I can recall however as an apprentice in the 40s working on what were called "Barmaid Boats".ships lifeboats where every thwart had a handle in from which by a series of cranks and pulleys a propeller was turned, never tried on in the water though, just on the davits.
Cliff Cocker


----------



## Varley (Oct 1, 2006)

Ron Stringer said:


> How long did it take to flash up the boiler and raise steam?
> 
> "Hang on lads, we will be able to launch in 4 or 5 hours." (Jester)
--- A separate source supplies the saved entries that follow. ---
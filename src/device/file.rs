//! File-backed block device. Growth is sparse: `allocate_block` extends the
//! file by writing a single zero byte at the new end rather than a whole
//! block of zeros, relying on the filesystem to treat the gap as a hole.

use super::BlockDevice;
use crate::error::Result;
use crate::types::PageId;
use std::fs::{File, OpenOptions};
use std::io::{Read, Seek, SeekFrom, Write};
use std::path::Path;
use tracing::error;

pub struct FileBlockDevice {
    file: File,
    block_size: usize,
    blocks: u32,
}

impl FileBlockDevice {
    pub fn open(path: &Path, block_size: usize) -> Result<Self> {
        let file = OpenOptions::new()
            .read(true)
            .write(true)
            .create(true)
            .truncate(false)
            .open(path)?;
        let len = file.metadata()?.len();
        let blocks = (len / block_size as u64) as u32;
        Ok(Self {
            file,
            block_size,
            blocks,
        })
    }

    fn offset(&self, id: PageId) -> u64 {
        id.value() as u64 * self.block_size as u64
    }
}

impl BlockDevice for FileBlockDevice {
    fn read_block(&mut self, id: PageId, buf: &mut [u8]) -> Result<()> {
        self.file.seek(SeekFrom::Start(self.offset(id))).map_err(|e| {
            error!(page = id.value(), error = %e, "seek failed reading block");
            e
        })?;
        self.file.read_exact(buf).map_err(|e| {
            error!(page = id.value(), error = %e, "read_exact failed reading block");
            e
        })?;
        Ok(())
    }

    fn write_block(&mut self, id: PageId, buf: &[u8]) -> Result<()> {
        self.file.seek(SeekFrom::Start(self.offset(id))).map_err(|e| {
            error!(page = id.value(), error = %e, "seek failed writing block");
            e
        })?;
        self.file.write_all(buf).map_err(|e| {
            error!(page = id.value(), error = %e, "write_all failed writing block");
            e
        })?;
        Ok(())
    }

    fn allocate_block(&mut self) -> Result<PageId> {
        let id = PageId::new(self.blocks);
        let end = self.offset(id) + self.block_size as u64;
        self.file.seek(SeekFrom::Start(end - 1))?;
        self.file.write_all(&[0u8])?;
        self.blocks += 1;
        Ok(id)
    }

    fn append(&mut self, buf: &[u8]) -> Result<PageId> {
        debug_assert_eq!(buf.len(), self.block_size);
        let id = PageId::new(self.blocks);
        self.file.seek(SeekFrom::Start(self.offset(id)))?;
        self.file.write_all(buf)?;
        self.blocks += 1;
        Ok(id)
    }

    fn blocks_count(&self) -> u32 {
        self.blocks
    }

    fn block_size(&self) -> usize {
        self.block_size
    }

    fn sync(&mut self) -> Result<()> {
        self.file.sync_all()?;
        Ok(())
    }
}

#[cfg(test)]
mod tests {
    use super::*;
    use tempfile::tempdir;

    #[test]
    fn grows_sparsely_and_round_trips() {
        let dir = tempdir().unwrap();
        let path = dir.path().join("dev.bin");
        let mut dev = FileBlockDevice::open(&path, 64).unwrap();
        let id = dev.append(&[7u8; 64]).unwrap();
        assert_eq!(dev.blocks_count(), 1);
        let mut buf = [0u8; 64];
        dev.read_block(id, &mut buf).unwrap();
        assert_eq!(buf, [7u8; 64]);
    }

    #[test]
    fn reopen_recovers_block_count() {
        let dir = tempdir().unwrap();
        let path = dir.path().join("dev.bin");
        {
            let mut dev = FileBlockDevice::open(&path, 64).unwrap();
            dev.append(&[1u8; 64]).unwrap();
            dev.append(&[2u8; 64]).unwrap();
        }
        let dev = FileBlockDevice::open(&path, 64).unwrap();
        assert_eq!(dev.blocks_count(), 2);
    }
}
Flash steam generator would have been a way round that:

Wiki:

Flash boiler

A flash boiler is a type of water-tube boiler. The tubes are close together and water is pumped through them. A flash boiler differs from the type of monotube steam generator in which the tube is permanently filled with water. In a flash boiler, the tube is kept so hot that the water feed is quickly flashed into steam and superheated. Flash boilers had some use in automobiles in the 19th century and this use continued into the early 20th century.


----------



## Ron Stringer (Mar 15, 2005)

Seems a little too high-maintenance for the RNLI, David.


----------



## Mad Landsman (Dec 1, 2005)

With the early steam powered pumps on horse drawn fire engines it was claimed that they could be pumping in under a quarter of an hour. 
If the boiler was flashed up on leaving the fire station it was ready to use by the time they reached the fire, perhaps.


----------



## Deepankar Choudhury (Jul 9, 2018)

The hydraulic steam-driven lifeboat – so-called because it used waterjets instead of propellers – was based on an 1888 scale model built by Greens of Blackwall.


----------



## waldziu (Jun 17, 2008)

I can off this.
https://rnli.org/about-us/our-history/timeline/1890-first-steam-driven-lifeboat


----------



## Robert Hilton (Feb 13, 2011)

Thanks to all. A most interesting thread.


----------



## Varley (Oct 1, 2006)

#11 /#12

Very interesting thanks gents. It was, incidentally, an awkward bastard's question to visiting RNLI vice president. It has now been answered.


----------



## Deepankar Choudhury (Jul 9, 2018)

The first purpose built lifeboat to be stationed at Harwich was a pulling and sailing boat called ... This "City of Glashow " was 55ft long and was also steam driven.


----------



## Alan Maggs (Jan 31, 2010)

Hi Look up Steam Lifeboat City of Adelaide. Built in London in 1894 supposedly at Axel Stenross Museum in Port Lincoln South Australia. Government site says 200 HP I doubt this If NHP more Likely to be 20.
After I came ashore(Ex Deck Officer) I got land based steam Tickets and was an Examiner for 13 years in Melbourne so have some understanding of steam
regards Alan Maggs


----------



## Bob S (Jul 12, 2004)

As mention in #5 , Duke of Northumberland (ON-231) was the first steam lifeboat and based at Harwich.

https://en.wikipedia.org/wiki/Harwich_Lifeboat_Station


----------